By the time I walked up on that stage, I didn’t even have to pretend my role. It was painfully clear that I WAS miss every-day mom. The play was meant to uplift and help us to see that we all have talents and abilities, but I have to admit I went home feeling like nothing more than an every-day mom, capable of nothing but herding chickens and washing dishes. Talents? Nope. My kid couldn’t even spell GRAY. Other kids in his class were probably spelling words like onomatopoeia. And who’s fault is that, really? You can’t exactly blame him! I knew plenty of “every-day moms” that could also pass off as “miss bakes-a-lot. I had a few friends who weren’t only amazing moms, but they packed their kids up in strollers and ran for miles every day. Some that were the darlings of the PTO, room mothers, artists, musicians, dancers… Not me. I chased chickens. I have to admit, on the drive home I started feeling those pangs of jealousy. When I walked in the door my always-reassuring, sensible husband reminded me of an important life lesson I so often tend to forget. “So?” He asked. “What do you mean, SO??” I whined. “Sally can bake the most amazing cookies you’ve ever tasted. Bobby Jo is training for a marathon. Me? I chase chickens.” His response hit me hard. “So? It’s not a competition.”
All I wanted him to say was, “Oh, Honey. You are so good at so many things!” You know, gush over me a little. But he didn’t. And you know what? He was right. Life isn’t a competition. My husband had reminded me in those few short words that jealousy is a very unattractive trait, and I was oozing with it.
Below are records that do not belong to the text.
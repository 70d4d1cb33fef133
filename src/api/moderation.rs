//! Review queue for member-suggested updates.

use axum::{
    extract::{Path, State},
    Json,
};
use chrono::Utc;
use std::sync::Arc;

use crate::db::{
    actions, record_audit, resource_types, AuditEntry, PendingSuggestion, ReviewRequest,
    SuggestedUpdate, SuggestionWithAuthor, User,
};
use crate::engine::Review;
use crate::validation::non_blank;
use crate::AppState;

use super::error::ApiError;
use super::guards::CurrentUser;
use super::rate_limit::ClientIp;

/// GET /api/moderation/pending
pub async fn list_pending(
    State(state): State<Arc<AppState>>,
) -> Result<Json<Vec<PendingSuggestion>>, ApiError> {
    Ok(Json(state.prayers().list_pending_suggestions().await?))
}

/// GET /api/moderation/prayers/:id/suggestions
pub async fn list_for_prayer(
    State(state): State<Arc<AppState>>,
    Path(prayer_id): Path<i64>,
) -> Result<Json<Vec<SuggestionWithAuthor>>, ApiError> {
    let prayers = state.prayers();
    // Private requests are fine here; reviewers are always signed in
    prayers.get_prayer_request(prayer_id, true).await?;
    Ok(Json(prayers.list_suggestions_for(prayer_id).await?))
}

/// POST /api/moderation/suggestions/:id/approve
pub async fn approve(
    State(state): State<Arc<AppState>>,
    CurrentUser(reviewer): CurrentUser,
    ClientIp(ip): ClientIp,
    Path(id): Path<i64>,
    Json(request): Json<ReviewRequest>,
) -> Result<Json<SuggestedUpdate>, ApiError> {
    review(&state, Review::Approve, &reviewer, &ip.to_string(), id, request).await
}

/// POST /api/moderation/suggestions/:id/reject
pub async fn reject(
    State(state): State<Arc<AppState>>,
    CurrentUser(reviewer): CurrentUser,
    ClientIp(ip): ClientIp,
    Path(id): Path<i64>,
    Json(request): Json<ReviewRequest>,
) -> Result<Json<SuggestedUpdate>, ApiError> {
    review(&state, Review::Reject, &reviewer, &ip.to_string(), id, request).await
}

async fn review(
    state: &AppState,
    decision: Review,
    reviewer: &User,
    ip: &str,
    id: i64,
    request: ReviewRequest,
) -> Result<Json<SuggestedUpdate>, ApiError> {
    let prayers = state.prayers();
    let notes = non_blank(request.admin_notes.as_deref());
    let now = Utc::now();

    let (suggestion, action) = match decision {
        Review::Approve => (
            prayers.approve_suggested_update(id, reviewer, notes, now).await?,
            actions::SUGGESTION_APPROVE,
        ),
        Review::Reject => (
            prayers.reject_suggested_update(id, reviewer, notes, now).await?,
            actions::SUGGESTION_REJECT,
        ),
    };

    record_audit(
        &state.db,
        AuditEntry {
            action,
            resource_type: resource_types::SUGGESTION,
            resource_id: Some(suggestion.id.to_string()),
            resource_name: None,
            user_id: Some(reviewer.id),
            ip_address: Some(ip),
            details: Some(serde_json::json!({
                "prayer_request_id": suggestion.prayer_request_id,
                "admin_notes": suggestion.admin_notes,
            })),
        },
    )
    .await;

    Ok(Json(suggestion))
}
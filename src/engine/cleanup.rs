//! Session and reset-token cleanup
//!
//! Expired sessions and spent reset tokens are already ignored at read time;
//! this task only keeps the tables from growing. It runs in the background on
//! an interval and can also be triggered once from the CLI.

use crate::auth::AuthService;
use crate::config::MaintenanceConfig;
use chrono::Utc;
use tokio::time::{interval, Duration};

#[derive(Debug, Default, Clone, Copy, PartialEq, Eq)]
pub struct CleanupStats {
    pub sessions_removed: u64,
    pub reset_tokens_removed: u64,
}

/// Purges expired auth state
pub struct AuthCleanup {
    auth: AuthService,
}

impl AuthCleanup {
    pub fn new(auth: AuthService) -> Self {
        Self { auth }
    }

    /// Run a single cleanup cycle
    pub async fn run_cleanup(&self) -> crate::Result<CleanupStats> {
        let now = Utc::now();
        let stats = CleanupStats {
            sessions_removed: self.auth.cleanup_expired_sessions(now).await?,
            reset_tokens_removed: self.auth.cleanup_expired_reset_tokens(now).await?,
        };

        tracing::debug!(
            sessions = stats.sessions_removed,
            reset_tokens = stats.reset_tokens_removed,
            "Cleanup cycle completed"
        );
        Ok(stats)
    }
}

pub fn spawn_cleanup_task(auth: AuthService, config: &MaintenanceConfig) {
    if config.cleanup_interval_secs == 0 {
        tracing::info!("Session cleanup is disabled");
        return;
    }

    let interval_secs = config.cleanup_interval_secs;
    tracing::info!(interval_secs, "Starting session cleanup task");

    let cleanup = AuthCleanup::new(auth);

    tokio::spawn(async move {
        let mut tick = interval(Duration::from_secs(interval_secs));
        tick.set_missed_tick_behavior(tokio::time::MissedTickBehavior::Skip);

        loop {
            tick.tick().await;
            if let Err(e) = cleanup.run_cleanup().await {
                tracing::error!(error = %e, "Cleanup cycle failed");
            }
        }
    });
}

#[cfg(test)]
mod tests {
    use super::*;
    use crate::auth::test_support::{service, user_with_role};
    use crate::db::Role;
    use chrono::Duration as ChronoDuration;

    #[tokio::test]
    async fn test_cleanup_removes_only_expired_state() {
        let db = crate::db::connect_memory().await.unwrap();
        let auth = service(&db);
        let alice = user_with_role(&db, "alice", Role::Member).await;
        let now = Utc::now();

        auth.create_session(alice.id, now - ChronoDuration::hours(48))
            .await
            .unwrap();
        let live = auth.create_session(alice.id, now).await.unwrap();
        auth.request_password_reset("alice", now - ChronoDuration::hours(3))
            .await
            .unwrap();

        let cleanup = AuthCleanup::new(auth.clone());
        let stats = cleanup.run_cleanup().await.unwrap();
        assert_eq!(
            stats,
            CleanupStats {
                sessions_removed: 1,
                reset_tokens_removed: 1,
            }
        );

        assert_eq!(cleanup.run_cleanup().await.unwrap(), CleanupStats::default());
        assert!(auth.get_user_by_session(&live, now).await.unwrap().is_some());
    }
}
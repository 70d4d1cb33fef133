//! Route guards.
//!
//! `require_auth` resolves the `session_id` cookie and stores the user in the
//! request extensions. The role and permission guards read that identity and
//! must therefore be layered inside `require_auth` (added before it).
//! A guest is redirected to `/login`; a signed-in user without the required
//! role gets a plain 403 page.

use axum::{
    async_trait,
    body::Body,
    extract::{FromRequestParts, State},
    http::{request::Parts, Request, StatusCode},
    middleware::Next,
    response::{Html, IntoResponse, Redirect, Response},
};
use axum_extra::extract::CookieJar;
use chrono::Utc;
use std::sync::Arc;

use crate::db::{Permission, Role, User};
use crate::AppState;

use super::error::ApiError;

pub const SESSION_COOKIE: &str = "session_id";

/// Authenticated identity for the current request
#[derive(Debug, Clone)]
pub struct CurrentUser(pub User);

/// Identity for routes that serve guests and members alike
#[derive(Debug, Clone)]
pub struct MaybeUser(pub Option<User>);

impl MaybeUser {
    pub fn is_authenticated(&self) -> bool {
        self.0.is_some()
    }
}

#[derive(Debug, Clone, Copy, PartialEq, Eq)]
pub enum Requirement {
    Authenticated,
    Admin,
    SuperAdmin,
    Permission(&'static str),
}

#[derive(Debug, Clone, Copy, PartialEq, Eq)]
pub enum Decision {
    Allow,
    /// No identity: send the client to the login page
    Login,
    Deny,
}

/// Decide whether `identity` satisfies `requirement`.
///
/// `granted` lists the roles the permission table grants the permission to;
/// a role passes when it sits at or above any of them.
pub fn authorize(identity: Option<&User>, requirement: Requirement, granted: &[Role]) -> Decision {
    let Some(user) = identity else {
        return Decision::Login;
    };

    let allowed = match requirement {
        Requirement::Authenticated => true,
        Requirement::Admin => user.is_admin(),
        Requirement::SuperAdmin => user.is_super_admin(),
        Requirement::Permission(_) => granted.iter().any(|g| user.role.has_at_least(*g)),
    };

    if allowed {
        Decision::Allow
    } else {
        Decision::Deny
    }
}

fn access_denied() -> Response {
    (
        StatusCode::FORBIDDEN,
        Html(
            r#"<!DOCTYPE html>
<html>
<head><meta charset="utf-8"><title>Access Denied</title></head>
<body>
    <h1>Access Denied</h1>
    <p>You do not have access to this page.</p>
    <p><a href="/">Back to the prayer wall</a></p>
</body>
</html>"#,
        ),
    )
        .into_response()
}

async fn resolve_session(state: &AppState, jar: &CookieJar) -> Result<Option<User>, ApiError> {
    let Some(cookie) = jar.get(SESSION_COOKIE) else {
        return Ok(None);
    };
    let user = state
        .auth()
        .get_user_by_session(cookie.value(), Utc::now())
        .await?;
    Ok(user)
}

pub async fn require_auth(
    State(state): State<Arc<AppState>>,
    jar: CookieJar,
    mut request: Request<Body>,
    next: Next,
) -> Response {
    let user = match resolve_session(&state, &jar).await {
        Ok(user) => user,
        Err(e) => return e.into_response(),
    };

    match user {
        Some(user) => {
            request.extensions_mut().insert(CurrentUser(user));
            next.run(request).await
        }
        None => Redirect::to("/login").into_response(),
    }
}

fn identity(request: &Request<Body>) -> Option<&User> {
    request
        .extensions()
        .get::<CurrentUser>()
        .map(|CurrentUser(user)| user)
}

async fn guard(requirement: Requirement, granted: &[Role], request: Request<Body>, next: Next) -> Response {
    let decision = authorize(identity(&request), requirement, granted);
    if decision != Decision::Allow {
        if let Some(user) = identity(&request) {
            tracing::debug!(user_id = user.id, ?requirement, "Access denied");
        }
    }
    match decision {
        Decision::Allow => next.run(request).await,
        Decision::Login => Redirect::to("/login").into_response(),
        Decision::Deny => access_denied(),
    }
}

pub async fn require_admin(request: Request<Body>, next: Next) -> Response {
    guard(Requirement::Admin, &[], request, next).await
}

pub async fn require_super_admin(request: Request<Body>, next: Next) -> Response {
    guard(Requirement::SuperAdmin, &[], request, next).await
}

/// Permission guard; mount with
/// `from_fn_with_state((state, names::APPROVE_UPDATES), require_permission)`
pub async fn require_permission(
    State((state, permission)): State<(Arc<AppState>, &'static str)>,
    request: Request<Body>,
    next: Next,
) -> Response {
    let granted = match Permission::granted_roles(&state.db, permission).await {
        Ok(roles) => roles,
        Err(e) => return ApiError::from(e).into_response(),
    };
    guard(Requirement::Permission(permission), &granted, request, next).await
}

#[async_trait]
impl FromRequestParts<Arc<AppState>> for CurrentUser {
    type Rejection = ApiError;

    async fn from_request_parts(
        parts: &mut Parts,
        state: &Arc<AppState>,
    ) -> Result<Self, Self::Rejection> {
        if let Some(user) = parts.extensions.get::<CurrentUser>() {
            return Ok(user.clone());
        }

        let jar = CookieJar::from_headers(&parts.headers);
        resolve_session(state, &jar)
            .await?
            .map(CurrentUser)
            .ok_or_else(|| ApiError::unauthorized("Authentication required"))
    }
}

#[async_trait]
impl FromRequestParts<Arc<AppState>> for MaybeUser {
    type Rejection = ApiError;

    async fn from_request_parts(
        parts: &mut Parts,
        state: &Arc<AppState>,
    ) -> Result<Self, Self::Rejection> {
        if let Some(CurrentUser(user)) = parts.extensions.get::<CurrentUser>() {
            return Ok(MaybeUser(Some(user.clone())));
        }

        let jar = CookieJar::from_headers(&parts.headers);
        Ok(MaybeUser(resolve_session(state, &jar).await?))
    }
}
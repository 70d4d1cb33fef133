//! JSON error envelope for the HTTP API.
//!
//! Every failed request answers with `{"error": {"code", "message", "details"}}`
//! and a status derived from the error code.

use axum::{
    http::StatusCode,
    response::{IntoResponse, Response},
    Json,
};
use serde::{Deserialize, Serialize};
use std::collections::HashMap;

/// Error codes for API responses
#[derive(Debug, Clone, Copy, PartialEq, Eq, Serialize, Deserialize)]
#[serde(rename_all = "snake_case")]
pub enum ErrorCode {
    BadRequest,
    Unauthorized,
    NotFound,
    Conflict,
    TooManyRequests,
    ValidationError,
    InternalError,
    DatabaseError,
}

impl ErrorCode {
    pub fn status_code(&self) -> StatusCode {
        match self {
            ErrorCode::BadRequest => StatusCode::BAD_REQUEST,
            ErrorCode::Unauthorized => StatusCode::UNAUTHORIZED,
            ErrorCode::NotFound => StatusCode::NOT_FOUND,
            ErrorCode::Conflict => StatusCode::CONFLICT,
            ErrorCode::TooManyRequests => StatusCode::TOO_MANY_REQUESTS,
            ErrorCode::ValidationError => StatusCode::BAD_REQUEST,
            ErrorCode::InternalError | ErrorCode::DatabaseError => {
                StatusCode::INTERNAL_SERVER_ERROR
            }
        }
    }

    pub fn as_str(&self) -> &'static str {
        match self {
            ErrorCode::BadRequest => "bad_request",
            ErrorCode::Unauthorized => "unauthorized",
            ErrorCode::NotFound => "not_found",
            ErrorCode::Conflict => "conflict",
            ErrorCode::TooManyRequests => "too_many_requests",
            ErrorCode::ValidationError => "validation_error",
            ErrorCode::InternalError => "internal_error",
            ErrorCode::DatabaseError => "database_error",
        }
    }
}

#[derive(Debug, Serialize, Deserialize)]
pub struct ErrorBody {
    pub code: String,
    pub message: String,
    /// Field-level validation messages, keyed by field name
    #[serde(skip_serializing_if = "Option::is_none")]
    pub details: Option<HashMap<String, Vec<String>>>,
}

#[derive(Debug, Serialize, Deserialize)]
pub struct ErrorResponse {
    pub error: ErrorBody,
}

#[derive(Debug)]
pub struct ApiError {
    code: ErrorCode,
    status: StatusCode,
    message: String,
    details: Option<HashMap<String, Vec<String>>>,
}

impl ApiError {
    pub fn new(code: ErrorCode, message: impl Into<String>) -> Self {
        Self {
            status: code.status_code(),
            code,
            message: message.into(),
            details: None,
        }
    }

    pub fn status(&self) -> StatusCode {
        self.status
    }

    pub fn code(&self) -> ErrorCode {
        self.code
    }

    pub fn bad_request(message: impl Into<String>) -> Self {
        Self::new(ErrorCode::BadRequest, message)
    }

    pub fn unauthorized(message: impl Into<String>) -> Self {
        Self::new(ErrorCode::Unauthorized, message)
    }

    pub fn not_found(message: impl Into<String>) -> Self {
        Self::new(ErrorCode::NotFound, message)
    }

    pub fn conflict(message: impl Into<String>) -> Self {
        Self::new(ErrorCode::Conflict, message)
    }

    pub fn validation_field(field: &str, message: impl Into<String>) -> Self {
        let message = message.into();
        let mut errors = HashMap::new();
        errors.insert(field.to_string(), vec![message.clone()]);
        Self {
            details: Some(errors),
            ..Self::new(ErrorCode::ValidationError, message)
        }
    }

    pub fn internal(message: impl Into<String>) -> Self {
        Self::new(ErrorCode::InternalError, message)
    }

    pub fn database(message: impl Into<String>) -> Self {
        Self::new(ErrorCode::DatabaseError, message)
    }

    pub fn rate_limited(message: impl Into<String>) -> Self {
        Self::new(ErrorCode::TooManyRequests, message)
    }
}

impl IntoResponse for ApiError {
    fn into_response(self) -> Response {
        let response = ErrorResponse {
            error: ErrorBody {
                code: self.code.as_str().to_string(),
                message: self.message,
                details: self.details,
            },
        };

        (self.status, Json(response)).into_response()
    }
}

impl std::fmt::Display for ApiError {
    fn fmt(&self, f: &mut std::fmt::Formatter<'_>) -> std::fmt::Result {
        write!(f, "[{}] {}", self.code.as_str(), self.message)
    }
}

impl std::error::Error for ApiError {}

impl From<crate::Error> for ApiError {
    fn from(err: crate::Error) -> Self {
        use crate::Error;

        match err {
            Error::NotFound(what) => ApiError::not_found(format!("{} not found", what)),
            Error::Unauthorized => ApiError::unauthorized("Authentication required"),
            Error::Validation { field, message } => ApiError::validation_field(field, message),
            Error::Conflict(message) => ApiError::conflict(message),
            Error::Inconsistent(message) => {
                tracing::error!(error = %message, "Inconsistent state after partial write");
                ApiError::internal("The change could not be completed")
            }
            Error::Internal(message) => {
                tracing::error!(error = %message, "Internal error");
                ApiError::internal("An internal error occurred")
            }
            Error::Store(e) => {
                tracing::error!("Database error: {}", e);
                ApiError::database("A database error occurred")
            }
        }
    }
}

impl From<sqlx::Error> for ApiError {
    fn from(err: sqlx::Error) -> Self {
        crate::Error::Store(err).into()
    }
}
So often we compare ourselves to others. How many times have we thought, “Oh sure, she makes the best cookies, but I bet her kids watch a ton of tv!” Or, “She can sing all right. But you should see her without any make-up.” How often do we try to make ourselves better by putting someone else down? So she’s better at baking cookies. Can’t we just be happy that we have an opportunity to know her and enjoy her creations? Finding fault in others to bring ourselves up is such an easy thing to do. We all have our shortcomings, don’t we? When we are filled with those feelings of jealousy, when we are secretly searching for any reason we are better than someone else, we loose our ability to truly love that person. A person that we could learn so much from and maybe even help in our own way too. What a sad existence, to feel that we have to be better than others. Not to mention exhausting!
when I feel those jealous feelings, that someone else’s talents are superior to my own, when I start to search for ways that they fail to justify why I can’t do the amazing things they do, I try to remember the wise words of my husband. “So? It’s not a competition.” I hope I can find joy in others’ successes. It is a wonderful feeling to truly love someone, to not look for fault and simply decide to be happy they, in all their amazingness, are in my life. I have faults. That’s a painfully obvious fact. You have faults. And that’s ok. So now can we just find the good in each other? The green-eyed monster is very real. I hate to admit I am acquainted with him. Probably far better than I should be. But I know I feel so much better when he isn’t around.
I’m Miss Every-day mom. You might be Miss Smart-as-a-whip, Miss Spiritually-Inclined, Miss Spelling-champ, or Miss Pinterest-extraordinaire. And that’s just great. Let’s be glad for each other, let’s teach each other. I want to find the good in who you are. In what you do. I’m glad we can be friends!
This very thing has been on my mind a lot lately. I really enjoyed your post and that you were willing to share your husband’s words. I’m sure we can all improve in this area! 🙂
Mine too, Heidi… It’s taken a while to put into words. I hope it came across the way I intended. I know I can certainly improve in this area! I think I owe you a letter from forever ago! I haven’t been a very good pen pal. I’ll write back soon!
great post Chelsi! I can’t tell you how many times I’ve felt this way. Love the story and how you’ve described it!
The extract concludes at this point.